El perro parece delimitar una ética: tal vez, que la compañía es una forma superior de la misericordia
Siempre hubo gente muy suya en cuestión de mascotas: Augusto paseó un cocodrilo, el poeta Nerval una langosta y Alan Clark —político y diarista— tuvo un don para amaestrar a las grajillas. Mi preferida, la condesa de Eglinton, domesticó a una docena de ratas que —según lamentaba— eran más agradecidas que cualquier ser humano....
Este de la condesa quizá sea un comentario sorprendente en unas ratas, pero nadie se extrañaría de oírlo a propósito de un Jack Russell o un buen braco: al cabo, son incontables las gentes a quienes los perros han movido a cuidado y a piedad y han aplacado esas cargas constantemente humanas de la soledad y el dolor. En las páginas que dedicó a Febo —“perro como yo”—, Curzio Malaparte, rebosante de afecto, no deja de hablarnos de su compañía como “reflejo de mi espíritu”: “Sentía que se parecía a mí, que no era sino la imagen de mi conciencia”, escribe el italiano. Precisamente en ese “estar ahí junto a nosotros” —según Emmanuel Lévinas—, el perro parece delimitar una ética: tal vez, que la compañía es una forma superior de la misericordia.
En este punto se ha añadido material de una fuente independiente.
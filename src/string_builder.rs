//! 语句拼接工具：按子句追加，自动补空格。

#[derive(Debug, Default, Clone)]
pub(crate) struct StringBuilder {
    buf: String,
}

impl StringBuilder {
    pub(crate) fn new() -> Self {
        Self { buf: String::new() }
    }

    /// 写入 `s`；如果不是首次写入，会先写入一个空格。
    pub(crate) fn write_leading(&mut self, s: &str) {
        if !self.buf.is_empty() {
            self.buf.push(' ');
        }
        self.buf.push_str(s);
    }

    pub(crate) fn write_str(&mut self, s: &str) {
        self.buf.push_str(s);
    }

    pub(crate) fn write_char(&mut self, c: char) {
        self.buf.push(c);
    }

    /// 用 `sep` 连接非空片段。
    pub(crate) fn write_strings(&mut self, items: &[String], sep: &str) {
        let mut first_added = false;
        for s in items {
            if s.is_empty() {
                continue;
            }
            if first_added {
                self.buf.push_str(sep);
            }
            self.buf.push_str(s);
            first_added = true;
        }
    }

    pub(crate) fn into_string(self) -> String {
        self.buf
    }
}

#[cfg(test)]
mod tests {
    use super::StringBuilder;
    use pretty_assertions::assert_eq;

    #[test]
    fn leading_space_between_clauses() {
        let mut buf = StringBuilder::new();
        buf.write_leading("DELETE FROM");
        buf.write_leading("t");
        buf.write_char(';');
        assert_eq!(buf.into_string(), "DELETE FROM t;");
    }

    #[test]
    fn write_strings_skips_empty() {
        let mut buf = StringBuilder::new();
        buf.write_strings(&["a".to_string(), String::new(), "b".to_string()], ", ");
        assert_eq!(buf.into_string(), "a, b");
    }
}
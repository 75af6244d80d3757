//! 值修饰器与辅助函数：raw / list / pattern。

use crate::error::Result;
use crate::value::{Pattern, Value};
use std::fmt;

/// Raw：标记为原样拼入 SQL（字面量编码器不会加引号或转义）。
#[derive(Debug, Clone, PartialEq, Eq, Hash)]
pub struct Raw {
    pub(crate) expr: String,
}

impl Raw {
    pub fn new(expr: impl Into<String>) -> Self {
        Self { expr: expr.into() }
    }

    pub fn as_str(&self) -> &str {
        &self.expr
    }

    pub fn into_string(self) -> String {
        self.expr
    }
}

impl fmt::Display for Raw {
    fn fmt(&self, f: &mut fmt::Formatter<'_>) -> fmt::Result {
        f.write_str(&self.expr)
    }
}

/// 把一段已经是合法 SQL 的文本标记为 Raw。
pub fn raw(expr: impl Into<String>) -> Raw {
    Raw::new(expr)
}

/// List：把一组值收集成有序序列，编码为 `a, b, c`（空序列编码为 `NULL`）。
pub fn list<T: Into<Value>>(values: impl IntoIterator<Item = T>) -> Value {
    Value::List(values.into_iter().map(Into::into).collect())
}

/// Pattern：正则条件右值，渲染为方言的正则运算符。
pub fn pattern(source: &str) -> Result<Value> {
    Pattern::new(source).map(Value::Pattern)
}
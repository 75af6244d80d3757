//! INSERT 渲染。

use crate::column::ColumnRef;
use crate::dataset::Dataset;
use crate::error::{Error, Result};
use crate::literal::write_literal;
use crate::value::Value;
use indexmap::IndexMap;

/// insert 的值：无值、列 => 值映射、或按位置的值列表。
#[derive(Debug, Clone, PartialEq, Default)]
pub enum InsertValues {
    #[default]
    Default,
    Columns(Vec<(ColumnRef, Value)>),
    Values(Vec<Value>),
}

impl From<()> for InsertValues {
    fn from(_: ()) -> Self {
        Self::Default
    }
}

impl From<Vec<Value>> for InsertValues {
    fn from(v: Vec<Value>) -> Self {
        Self::Values(v)
    }
}

impl<K: Into<ColumnRef>, V: Into<Value>> From<Vec<(K, V)>> for InsertValues {
    fn from(v: Vec<(K, V)>) -> Self {
        Self::Columns(v.into_iter().map(|(k, v)| (k.into(), v.into())).collect())
    }
}

impl<K: Into<ColumnRef>, V: Into<Value>, const N: usize> From<[(K, V); N]> for InsertValues {
    fn from(v: [(K, V); N]) -> Self {
        Self::Columns(v.into_iter().map(|(k, v)| (k.into(), v.into())).collect())
    }
}

impl<K: Into<ColumnRef>, V: Into<Value>> From<IndexMap<K, V>> for InsertValues {
    fn from(v: IndexMap<K, V>) -> Self {
        Self::Columns(v.into_iter().map(|(k, v)| (k.into(), v.into())).collect())
    }
}

impl Dataset {
    /// `INSERT INTO t DEFAULT VALUES` / `INSERT INTO t (a, b) VALUES (1, 2)` / `INSERT INTO t VALUES (...)`。
    pub fn insert_sql(&self, values: impl Into<InsertValues>) -> Result<String> {
        let table = self.mutation_source("insert")?;
        let mut sql = format!("INSERT INTO {table}");
        match values.into() {
            InsertValues::Default => sql.push_str(" DEFAULT VALUES"),
            InsertValues::Columns(pairs) if pairs.is_empty() => sql.push_str(" DEFAULT VALUES"),
            InsertValues::Values(values) if values.is_empty() => sql.push_str(" DEFAULT VALUES"),
            InsertValues::Columns(pairs) => {
                let mut cols = Vec::with_capacity(pairs.len());
                let mut vals = String::new();
                for (i, (c, v)) in pairs.iter().enumerate() {
                    cols.push(self.resolve_column(c)?);
                    if i > 0 {
                        vals.push_str(", ");
                    }
                    write_literal(&mut vals, v, self)?;
                }
                sql.push_str(&format!(" ({}) VALUES ({vals})", cols.join(", ")));
            }
            InsertValues::Values(values) => {
                sql.push_str(&format!(" VALUES ({})", self.value_list(&values)?));
            }
        }
        Ok(sql)
    }

    /// insert/update/delete 的目标表：必须恰好一个来源。
    pub(crate) fn mutation_source(&self, action: &'static str) -> Result<String> {
        match self.options().from.len() {
            0 => Err(Error::invalid_option(format!(
                "cannot {action} without a source table"
            ))),
            1 => self.source_list(),
            _ => Err(Error::MultiTableMutation(action)),
        }
    }
}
De herencias a joyas y de pompas fúnebres a correas de Versace, no son pocas las críticas a tantas atenciones como damos en tener hacia los perros a modo de “raza superior que nos domina”. Hay dog cafés que ofrecen “un menú para ti, otro para tu perrito”. Y si abundan las gentes que se autotitulan en redes papá o mamá de —por ejemplo— dos cockers, una marca lo ha seguido al pie de la letra y ofrece accesorios para perros bajo la enseña “My family”. Algunos no tenemos en mucho esta humanización de los animales, pero también habrá que recordar que, hasta no hace tanto, entre nosotros era costumbre colgar a los galgos de un árbol.